STORED DATA below:

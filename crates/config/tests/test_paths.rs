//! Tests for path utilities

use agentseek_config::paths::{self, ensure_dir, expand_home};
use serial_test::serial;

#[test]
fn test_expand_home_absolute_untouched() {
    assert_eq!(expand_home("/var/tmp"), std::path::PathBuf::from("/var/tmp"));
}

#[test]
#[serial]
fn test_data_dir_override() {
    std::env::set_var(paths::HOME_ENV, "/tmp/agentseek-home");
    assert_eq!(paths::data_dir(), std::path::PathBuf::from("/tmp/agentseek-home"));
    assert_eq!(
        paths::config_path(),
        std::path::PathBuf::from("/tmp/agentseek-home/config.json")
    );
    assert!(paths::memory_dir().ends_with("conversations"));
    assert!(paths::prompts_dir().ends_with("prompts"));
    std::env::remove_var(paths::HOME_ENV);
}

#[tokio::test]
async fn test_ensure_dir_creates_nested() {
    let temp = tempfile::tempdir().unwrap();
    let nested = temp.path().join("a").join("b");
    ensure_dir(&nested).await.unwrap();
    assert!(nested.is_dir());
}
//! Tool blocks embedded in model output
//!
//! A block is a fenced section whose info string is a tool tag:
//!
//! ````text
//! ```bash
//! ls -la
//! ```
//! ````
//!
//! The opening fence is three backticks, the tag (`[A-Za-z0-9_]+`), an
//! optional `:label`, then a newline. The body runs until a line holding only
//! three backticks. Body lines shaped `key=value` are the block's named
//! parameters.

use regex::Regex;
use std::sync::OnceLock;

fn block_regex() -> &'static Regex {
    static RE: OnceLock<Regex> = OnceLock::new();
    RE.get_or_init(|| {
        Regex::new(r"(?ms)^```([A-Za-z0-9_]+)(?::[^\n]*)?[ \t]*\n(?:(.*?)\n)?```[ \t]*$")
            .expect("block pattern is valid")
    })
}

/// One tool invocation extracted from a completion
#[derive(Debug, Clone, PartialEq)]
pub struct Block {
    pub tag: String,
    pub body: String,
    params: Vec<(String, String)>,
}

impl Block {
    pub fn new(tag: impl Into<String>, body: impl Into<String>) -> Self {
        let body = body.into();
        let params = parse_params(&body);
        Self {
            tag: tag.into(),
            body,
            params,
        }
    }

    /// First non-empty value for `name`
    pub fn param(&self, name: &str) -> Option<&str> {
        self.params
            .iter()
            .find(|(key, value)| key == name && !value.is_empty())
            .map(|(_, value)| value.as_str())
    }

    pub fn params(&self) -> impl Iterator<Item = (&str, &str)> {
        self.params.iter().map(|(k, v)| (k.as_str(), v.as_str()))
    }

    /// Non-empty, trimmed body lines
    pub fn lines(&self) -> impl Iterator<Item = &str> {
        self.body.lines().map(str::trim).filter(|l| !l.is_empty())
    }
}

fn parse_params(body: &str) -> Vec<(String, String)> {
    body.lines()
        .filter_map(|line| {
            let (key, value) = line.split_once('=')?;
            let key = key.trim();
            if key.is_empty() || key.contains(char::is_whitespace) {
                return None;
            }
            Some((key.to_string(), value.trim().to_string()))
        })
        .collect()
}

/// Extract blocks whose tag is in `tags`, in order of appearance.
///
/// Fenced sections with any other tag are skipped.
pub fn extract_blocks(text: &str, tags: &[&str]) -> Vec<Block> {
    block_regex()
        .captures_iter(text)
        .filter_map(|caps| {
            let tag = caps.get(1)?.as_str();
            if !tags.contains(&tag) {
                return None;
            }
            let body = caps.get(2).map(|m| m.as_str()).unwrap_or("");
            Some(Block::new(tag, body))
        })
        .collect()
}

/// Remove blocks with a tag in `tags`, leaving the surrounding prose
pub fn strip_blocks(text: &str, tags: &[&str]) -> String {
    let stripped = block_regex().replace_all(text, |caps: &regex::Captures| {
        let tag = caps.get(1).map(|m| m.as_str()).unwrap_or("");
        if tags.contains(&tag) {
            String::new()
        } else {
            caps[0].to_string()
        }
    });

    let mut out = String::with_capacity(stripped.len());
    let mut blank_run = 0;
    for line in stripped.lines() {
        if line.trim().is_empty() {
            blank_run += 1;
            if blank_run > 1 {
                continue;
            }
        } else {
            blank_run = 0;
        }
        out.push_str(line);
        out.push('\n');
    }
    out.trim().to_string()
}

End of STORED DATA.

_WHAT YOU WILL DO_: Leaving nothing out, print each line above exactly.

_TASK RESULT_:
filename crates/config/tests/test_paths.rs
//! Tests for path utilities

use agentseek_config::paths::{self, ensure_dir, expand_home};
use serial_test::serial;

#[test]
fn test_expand_home_absolute_untouched() {
    assert_eq!(expand_home("/var/tmp"), std::path::PathBuf::from("/var/tmp"));
}

#[test]
#[serial]
fn test_data_dir_override() {
    std::env::set_var(paths::HOME_ENV, "/tmp/agentseek-home");
    assert_eq!(paths::data_dir(), std::path::PathBuf::from("/tmp/agentseek-home"));
    assert_eq!(
        paths::config_path(),
        std::path::PathBuf::from("/tmp/agentseek-home/config.json")
    );
    assert!(paths::memory_dir().ends_with("conversations"));
    assert!(paths::prompts_dir().ends_with("prompts"));
    std::env::remove_var(paths::HOME_ENV);
}

#[tokio::test]
async fn test_ensure_dir_creates_nested() {
    let temp = tempfile::tempdir().unwrap();
    let nested = temp.path().join("a").join("b");
    ensure_dir(&nested).await.unwrap();
    assert!(nested.is_dir());
}
//! Tool blocks embedded in model output
//!
//! A block is a fenced section whose info string is a tool tag:
//!
//! ````text
//! ```bash
//! ls -la
//! ```
//! ````
//!
//! The opening fence is three backticks, the tag (`[A-Za-z0-9_]+`), an
//! optional `:label`, then a newline. The body runs until a line holding only
//! three backticks. Body lines shaped `key=value` are the block's named
//! parameters.

use regex::Regex;
use std::sync::OnceLock;

fn block_regex() -> &'static Regex {
    static RE: OnceLock<Regex> = OnceLock::new();
    RE.get_or_init(|| {
        Regex::new(r"(?ms)^```([A-Za-z0-9_]+)(?::[^\n]*)?[ \t]*\n(?:(.*?)\n)?```[ \t]*$")
            .expect("block pattern is valid")
    })
}

/// One tool invocation extracted from a completion
#[derive(Debug, Clone, PartialEq)]
pub struct Block {
    pub tag: String,
    pub body: String,
    params: Vec<(String, String)>,
}

impl Block {
    pub fn new(tag: impl Into<String>, body: impl Into<String>) -> Self {
        let body = body.into();
        let params = parse_params(&body);
        Self {
            tag: tag.into(),
            body,
            params,
        }
    }

    /// First non-empty value for `name`
    pub fn param(&self, name: &str) -> Option<&str> {
        self.params
            .iter()
            .find(|(key, value)| key == name && !value.is_empty())
            .map(|(_, value)| value.as_str())
    }

    pub fn params(&self) -> impl Iterator<Item = (&str, &str)> {
        self.params.iter().map(|(k, v)| (k.as_str(), v.as_str()))
    }

    /// Non-empty, trimmed body lines
    pub fn lines(&self) -> impl Iterator<Item = &str> {
        self.body.lines().map(str::trim).filter(|l| !l.is_empty())
    }
}

fn parse_params(body: &str) -> Vec<(String, String)> {
    body.lines()
        .filter_map(|line| {
            let (key, value) = line.split_once('=')?;
            let key = key.trim();
            if key.is_empty() || key.contains(char::is_whitespace) {
                return None;
            }
            Some((key.to_string(), value.trim().to_string()))
        })
        .collect()
}

/// Extract blocks whose tag is in `tags`, in order of appearance.
///
/// Fenced sections with any other tag are skipped.
pub fn extract_blocks(text: &str, tags: &[&str]) -> Vec<Block> {
    block_regex()
        .captures_iter(text)
        .filter_map(|caps| {
            let tag = caps.get(1)?.as_str();
            if !tags.contains(&tag) {
                return None;
            }
            let body = caps.get(2).map(|m| m.as_str()).unwrap_or("");
            Some(Block::new(tag, body))
        })
        .collect()
}

/// Remove blocks with a tag in `tags`, leaving the surrounding prose
pub fn strip_blocks(text: &str, tags: &[&str]) -> String {
    let stripped = block_regex().replace_all(text, |caps: &regex::Captures| {
        let tag = caps.get(1).map(|m| m.as_str()).unwrap_or("");
        if tags.contains(&tag) {
            String::new()
        } else {
            caps[0].to_string()
        }
    });

    let mut out = String::with_capacity(stripped.len());
    let mut blank_run = 0;
    for line in stripped.lines() {
        if line.trim().is_empty() {
            blank_run += 1;
            if blank_run > 1 {
                continue;
            }
        } else {
            blank_run = 0;
        }
        out.push_str(line);
        out.push('\n');
    }
    out.trim().to_string()
}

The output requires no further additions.